Тот, кто будет составлять полную библиографию отзывов о пушкинских произведениях, конечно, упомянет и о книге г. Головина «Русский роман и русское общество» (СПб.,1897 г.), также относящейся в критике Пушкина, как не упомянутая нами выше книжка г. Авдеева 1874 года под названием «Наше общество (1820–1870) в героях и героинях литературы». Г. Головин следит отражение байронизма в трех периодах развития Пушкина, с выходом его в последнем периоде на самостоятельную дорогу, причем Онегин явился развенчанным байроновским типом. Оставаясь на почве общих соображений и психологического анализа, г. Головин ставит высоко роман Пушкина, не касаясь, однако, повестей Белкина и исторических романов Пушкина.
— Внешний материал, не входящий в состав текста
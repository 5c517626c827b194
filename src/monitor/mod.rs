//! Reconciliation of tasks left running by dead pipeline runs.

mod builder;
mod job;

pub use builder::MonitorBuilder;
pub use job::UnfinishedTaskMonitor;
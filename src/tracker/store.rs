//! Task info storage trait.

use async_trait::async_trait;

use crate::error::StoreError;
use crate::task::{TaskId, TaskInfo, TaskState};

/// Per-task progress counters.
#[derive(Debug, Clone, Copy, PartialEq, Eq, Hash)]
pub enum Counter {
    Processed,
    Errors,
    Deleted,
    PostProcessed,
}

impl Counter {
    /// Column backing this counter in SQL stores.
    pub fn column(self) -> &'static str {
        match self {
            Self::Processed => "processed_records",
            Self::Errors => "processed_errors",
            Self::Deleted => "deleted_records",
            Self::PostProcessed => "post_processed_records",
        }
    }
}

/// States in which counters still move.
pub const ACTIVE_STATES: &[TaskState] = &[TaskState::Pending, TaskState::CurrentlyProcessing];

pub(crate) const PROCESSED_DESCRIPTION: &str = "Completely processed";

/// Trait for task info storage backends.
///
/// Every mutation is a single atomic operation in the backend; callers never
/// read a row, change it and write it back.
#[async_trait]
pub trait TaskInfoStore: Send + Sync {
    /// Store a new task. Fails with `AlreadyExists` if the id is taken.
    async fn insert(&self, info: &TaskInfo) -> Result<(), StoreError>;

    /// Store a task, replacing any previous row with the same id.
    async fn upsert(&self, info: &TaskInfo) -> Result<(), StoreError>;

    /// Look up a task. A missing task is `Ok(None)`.
    async fn find_by_id(&self, id: TaskId) -> Result<Option<TaskInfo>, StoreError>;

    /// All tasks currently in one of `states`, ordered by id.
    async fn list_by_state(&self, states: &[TaskState]) -> Result<Vec<TaskInfo>, StoreError>;

    /// Add one to `counter` if the task is still active.
    ///
    /// Returns false when the task is missing or already terminal.
    async fn increment(&self, id: TaskId, counter: Counter) -> Result<bool, StoreError>;

    /// Replace the expected record count.
    async fn set_expected(&self, id: TaskId, expected: i64) -> Result<(), StoreError>;

    /// Move the task to `to` if it is currently in one of `from`.
    ///
    /// Sets the start timestamp on entering `CurrentlyProcessing` and the
    /// finish timestamp on entering a terminal state. Returns whether the
    /// transition happened.
    async fn transition(
        &self,
        id: TaskId,
        from: &[TaskState],
        to: TaskState,
        description: &str,
    ) -> Result<bool, StoreError>;

    /// Remember that the task cannot finish successfully.
    ///
    /// The first reason wins. The state changes only when completion is
    /// next evaluated.
    async fn record_fatal(&self, id: TaskId, reason: &str) -> Result<(), StoreError>;

    /// Finish the task if every expected record is accounted for.
    ///
    /// Only a `CurrentlyProcessing` task with a known expected count moves.
    /// It becomes `Failed` if a fatal reason was recorded and `Processed`
    /// otherwise. Returns the new state when a transition happened.
    async fn complete_if_finished(&self, id: TaskId) -> Result<Option<TaskState>, StoreError>;
}
//! SQLite implementation of BucketStore.

use async_trait::async_trait;
use sqlx::SqlitePool;

use super::{new_bucket_id, Bucket, BucketStore};
use crate::error::StoreError;

/// SQLite-backed bucket store.
#[derive(Clone)]
pub struct SqliteBucketStore {
    pool: SqlitePool,
}

impl SqliteBucketStore {
    pub fn new(pool: SqlitePool) -> Self {
        Self { pool }
    }

    /// Run migrations to create the buckets table.
    pub async fn run_migrations(&self) -> Result<(), StoreError> {
        sqlx::query(
            r#"
            CREATE TABLE IF NOT EXISTS buckets (
                seq INTEGER PRIMARY KEY AUTOINCREMENT,
                object_id TEXT NOT NULL,
                bucket_id TEXT NOT NULL,
                rows_count INTEGER NOT NULL DEFAULT 0,
                UNIQUE (object_id, bucket_id)
            )
            "#,
        )
        .execute(&self.pool)
        .await?;

        sqlx::query("CREATE INDEX IF NOT EXISTS idx_buckets_object ON buckets(object_id, seq)")
            .execute(&self.pool)
            .await?;
        Ok(())
    }
}

fn to_bucket((object_id, bucket_id, rows_count): (String, String, i64)) -> Bucket {
    Bucket {
        object_id,
        bucket_id,
        rows_count: rows_count.max(0) as u64,
    }
}

#[async_trait]
impl BucketStore for SqliteBucketStore {
    async fn current(&self, object_id: &str) -> Result<Option<Bucket>, StoreError> {
        let row = sqlx::query_as::<_, (String, String, i64)>(
            r#"
            SELECT object_id, bucket_id, rows_count FROM buckets
            WHERE object_id = ?
            ORDER BY seq DESC
            LIMIT 1
            "#,
        )
        .bind(object_id)
        .fetch_optional(&self.pool)
        .await?;
        Ok(row.map(to_bucket))
    }

    async fn allocate(&self, object_id: &str) -> Result<Bucket, StoreError> {
        let bucket_id = new_bucket_id();
        sqlx::query("INSERT INTO buckets (object_id, bucket_id) VALUES (?, ?)")
            .bind(object_id)
            .bind(&bucket_id)
            .execute(&self.pool)
            .await?;
        Ok(Bucket {
            object_id: object_id.to_string(),
            bucket_id,
            rows_count: 0,
        })
    }

    async fn increment(&self, object_id: &str, bucket_id: &str, rows: u64) -> Result<(), StoreError> {
        let result = sqlx::query(
            "UPDATE buckets SET rows_count = rows_count + ? WHERE object_id = ? AND bucket_id = ?",
        )
        .bind(rows as i64)
        .bind(object_id)
        .bind(bucket_id)
        .execute(&self.pool)
        .await?;

        if result.rows_affected() == 0 {
            return Err(StoreError::Storage(format!(
                "unknown bucket {bucket_id} of {object_id}"
            )));
        }
        Ok(())
    }

    async fn buckets(&self, object_id: &str) -> Result<Vec<Bucket>, StoreError> {
        let rows = sqlx::query_as::<_, (String, String, i64)>(
            "SELECT object_id, bucket_id, rows_count FROM buckets WHERE object_id = ? ORDER BY seq",
        )
        .bind(object_id)
        .fetch_all(&self.pool)
        .await?;
        Ok(rows.into_iter().map(to_bucket).collect())
    }
}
С 1897 г. начинается ряд семейных записок и воспоминаний о Пушкине, которые освещают с новых сторон личность поэта. Едва ли это движение в изучении Пушкина не вызвано «Записками А.О. Смирновой». Такова статья г. Францевой «А.С. Пушкин в Бессарабии» (из семейных преданий, с неизданными стихотворениями, отрывками первой редакции «Цыган» и шуточным донесением генералу Инзову А.С. Пушкина. «Русское обозрение» 1897 г., январь – март). В «Русском же обозрении» 1897 года г. Черняевым разобран «Пророк Пушкина в связи с подражаниями Корану». Автор упрекает профессора Незеленова за произвольное натянутое толкование «Пророка» (написан на смерть княгини М.А. Голицыной, урожденной Суворовой, и представляет иносказательную исповедь поэта в любви к усопшей), а Анненкова за легенду о том, что «Пророк» был в кармане у поэта во время представления его императору Николаю I и оканчивался еще стихами «Возстань, возстань, пророк России!», каковые автор считает даже не принадлежащими Пушкину, что принято Стоюниным и др. Таким образом, г. Черняев возбуждает вопрос о подложных стихотворениях Пушкина.
Небольшая, но интересная брошюра В.С. Соловьева «Судьба Пушкина» (СПб.,1898 г.) касается вопросов о гении с сильной чувственностью, с постоянной борьбой между требованиями рассудка, стремлениями к высшим идеалам и увлечениями сердца, и страстей. Автор иллюстрирует несколькими стихотворениями Пушкина разновременное и противоположное отношение его к одному и тому же предмету страсти. Отсюда объясняется раздвоение между поэзией, т. е. жизнью, творчески просветленною, и жизнью действительною или практическою». И автор держится примиряющего безразличного взгляда на трагический исход судьбы Пушкина, вовлеченного своими страстями и оправданного Провидением Божьим в своих страданиях.